BEGIN
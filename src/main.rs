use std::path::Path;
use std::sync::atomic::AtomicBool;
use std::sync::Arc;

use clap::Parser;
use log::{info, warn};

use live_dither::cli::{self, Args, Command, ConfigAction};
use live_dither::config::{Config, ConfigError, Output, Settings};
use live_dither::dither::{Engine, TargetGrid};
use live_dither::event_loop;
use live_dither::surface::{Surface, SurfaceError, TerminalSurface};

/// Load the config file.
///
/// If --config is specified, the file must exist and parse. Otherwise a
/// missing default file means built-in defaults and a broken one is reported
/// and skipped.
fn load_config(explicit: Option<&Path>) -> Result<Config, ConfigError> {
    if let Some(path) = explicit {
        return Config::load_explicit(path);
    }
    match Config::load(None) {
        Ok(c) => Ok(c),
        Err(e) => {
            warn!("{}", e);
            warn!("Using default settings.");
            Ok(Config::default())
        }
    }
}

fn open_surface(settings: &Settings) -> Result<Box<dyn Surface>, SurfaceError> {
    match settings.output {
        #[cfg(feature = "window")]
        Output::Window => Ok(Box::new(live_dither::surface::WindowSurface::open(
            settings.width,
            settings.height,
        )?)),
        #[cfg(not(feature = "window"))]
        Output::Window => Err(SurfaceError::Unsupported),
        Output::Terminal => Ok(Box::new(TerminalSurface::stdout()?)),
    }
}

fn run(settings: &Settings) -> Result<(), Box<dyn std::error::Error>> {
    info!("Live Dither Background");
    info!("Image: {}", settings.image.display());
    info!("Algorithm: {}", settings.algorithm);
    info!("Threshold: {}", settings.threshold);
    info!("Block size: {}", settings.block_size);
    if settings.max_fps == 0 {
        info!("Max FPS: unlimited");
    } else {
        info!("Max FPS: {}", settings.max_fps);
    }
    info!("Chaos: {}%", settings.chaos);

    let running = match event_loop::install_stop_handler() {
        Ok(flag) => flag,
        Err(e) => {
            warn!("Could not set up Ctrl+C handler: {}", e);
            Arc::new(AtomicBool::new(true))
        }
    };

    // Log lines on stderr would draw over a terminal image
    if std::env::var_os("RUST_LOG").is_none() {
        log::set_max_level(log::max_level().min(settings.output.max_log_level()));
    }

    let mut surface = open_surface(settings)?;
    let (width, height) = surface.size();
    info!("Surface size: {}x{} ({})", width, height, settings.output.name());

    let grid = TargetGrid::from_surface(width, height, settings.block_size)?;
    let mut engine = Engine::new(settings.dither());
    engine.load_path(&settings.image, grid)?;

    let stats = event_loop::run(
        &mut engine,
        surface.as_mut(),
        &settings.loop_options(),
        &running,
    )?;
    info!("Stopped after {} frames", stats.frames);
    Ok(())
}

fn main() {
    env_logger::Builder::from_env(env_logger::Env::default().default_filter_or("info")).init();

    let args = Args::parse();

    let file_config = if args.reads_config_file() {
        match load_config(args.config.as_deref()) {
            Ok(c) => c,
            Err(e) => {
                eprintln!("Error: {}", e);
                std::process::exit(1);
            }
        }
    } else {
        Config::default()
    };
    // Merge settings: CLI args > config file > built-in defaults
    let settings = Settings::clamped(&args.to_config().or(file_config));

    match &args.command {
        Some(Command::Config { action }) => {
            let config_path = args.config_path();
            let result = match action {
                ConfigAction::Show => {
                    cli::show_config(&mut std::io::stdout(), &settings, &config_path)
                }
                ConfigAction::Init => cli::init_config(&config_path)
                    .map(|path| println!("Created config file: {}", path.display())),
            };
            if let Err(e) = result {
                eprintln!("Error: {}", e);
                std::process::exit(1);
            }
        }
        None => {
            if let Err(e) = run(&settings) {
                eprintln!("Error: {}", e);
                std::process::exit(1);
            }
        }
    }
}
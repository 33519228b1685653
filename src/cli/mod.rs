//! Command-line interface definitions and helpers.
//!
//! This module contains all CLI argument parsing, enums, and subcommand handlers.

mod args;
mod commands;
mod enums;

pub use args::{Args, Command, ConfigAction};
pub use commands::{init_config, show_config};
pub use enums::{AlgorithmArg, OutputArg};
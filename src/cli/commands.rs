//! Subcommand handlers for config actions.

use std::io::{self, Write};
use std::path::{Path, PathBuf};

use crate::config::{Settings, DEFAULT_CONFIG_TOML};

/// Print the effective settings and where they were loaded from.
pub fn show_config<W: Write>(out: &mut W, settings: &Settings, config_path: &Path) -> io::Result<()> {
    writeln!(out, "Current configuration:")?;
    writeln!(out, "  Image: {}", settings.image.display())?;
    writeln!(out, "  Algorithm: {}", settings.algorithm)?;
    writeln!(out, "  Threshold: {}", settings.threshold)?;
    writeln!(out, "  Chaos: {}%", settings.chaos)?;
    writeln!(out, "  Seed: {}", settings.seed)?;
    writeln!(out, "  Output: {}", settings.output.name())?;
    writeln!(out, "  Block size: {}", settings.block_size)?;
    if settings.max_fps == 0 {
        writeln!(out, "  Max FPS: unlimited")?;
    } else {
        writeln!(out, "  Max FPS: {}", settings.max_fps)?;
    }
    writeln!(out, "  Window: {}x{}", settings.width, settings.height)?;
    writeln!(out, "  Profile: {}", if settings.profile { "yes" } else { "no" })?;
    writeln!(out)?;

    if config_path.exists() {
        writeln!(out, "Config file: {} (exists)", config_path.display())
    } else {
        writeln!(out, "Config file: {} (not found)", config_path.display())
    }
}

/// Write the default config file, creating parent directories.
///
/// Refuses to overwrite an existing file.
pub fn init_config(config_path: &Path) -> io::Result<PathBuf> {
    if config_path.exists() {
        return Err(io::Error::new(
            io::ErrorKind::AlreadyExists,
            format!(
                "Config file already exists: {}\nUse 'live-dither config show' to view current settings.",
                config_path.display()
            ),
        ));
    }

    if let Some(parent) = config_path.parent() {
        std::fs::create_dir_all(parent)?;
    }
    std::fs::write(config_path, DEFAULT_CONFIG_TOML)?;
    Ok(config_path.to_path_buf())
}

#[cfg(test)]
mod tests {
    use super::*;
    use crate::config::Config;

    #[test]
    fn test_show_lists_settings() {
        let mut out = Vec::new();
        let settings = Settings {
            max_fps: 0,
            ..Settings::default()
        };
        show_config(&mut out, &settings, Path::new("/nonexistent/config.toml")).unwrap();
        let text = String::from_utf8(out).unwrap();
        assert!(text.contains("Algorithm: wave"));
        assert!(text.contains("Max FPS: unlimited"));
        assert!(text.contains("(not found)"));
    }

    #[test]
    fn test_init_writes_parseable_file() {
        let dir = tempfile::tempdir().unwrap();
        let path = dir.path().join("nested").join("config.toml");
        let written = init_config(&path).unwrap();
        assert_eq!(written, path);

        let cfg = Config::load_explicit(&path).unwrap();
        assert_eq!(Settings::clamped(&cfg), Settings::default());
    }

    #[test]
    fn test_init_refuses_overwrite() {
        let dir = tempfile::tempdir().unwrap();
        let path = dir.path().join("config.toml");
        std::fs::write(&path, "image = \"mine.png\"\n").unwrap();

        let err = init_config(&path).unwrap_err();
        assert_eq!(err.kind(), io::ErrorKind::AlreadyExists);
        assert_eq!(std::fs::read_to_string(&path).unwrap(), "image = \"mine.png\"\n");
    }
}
END
BEGIN
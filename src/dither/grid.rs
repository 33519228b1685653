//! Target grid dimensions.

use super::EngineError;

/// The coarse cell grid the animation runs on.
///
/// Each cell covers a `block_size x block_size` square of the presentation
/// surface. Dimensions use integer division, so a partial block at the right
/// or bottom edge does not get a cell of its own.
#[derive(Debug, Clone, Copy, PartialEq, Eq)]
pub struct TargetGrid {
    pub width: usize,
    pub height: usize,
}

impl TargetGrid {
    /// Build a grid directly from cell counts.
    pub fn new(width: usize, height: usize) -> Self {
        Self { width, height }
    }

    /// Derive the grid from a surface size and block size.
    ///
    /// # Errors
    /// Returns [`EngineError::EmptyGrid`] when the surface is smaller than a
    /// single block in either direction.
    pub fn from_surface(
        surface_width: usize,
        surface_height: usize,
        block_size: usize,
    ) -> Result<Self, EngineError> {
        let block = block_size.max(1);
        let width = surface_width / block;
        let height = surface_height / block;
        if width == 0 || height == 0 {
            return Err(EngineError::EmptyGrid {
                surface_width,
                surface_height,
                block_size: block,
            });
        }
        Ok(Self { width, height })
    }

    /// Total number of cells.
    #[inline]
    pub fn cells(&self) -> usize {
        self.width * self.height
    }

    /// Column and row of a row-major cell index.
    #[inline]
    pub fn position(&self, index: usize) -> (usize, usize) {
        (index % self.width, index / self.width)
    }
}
END
How to complete this task - When the word "feature" shows up in a line of the entries, report that line.

Result for this task -
        #[cfg(feature = "window")]
        #[cfg(not(feature = "window"))]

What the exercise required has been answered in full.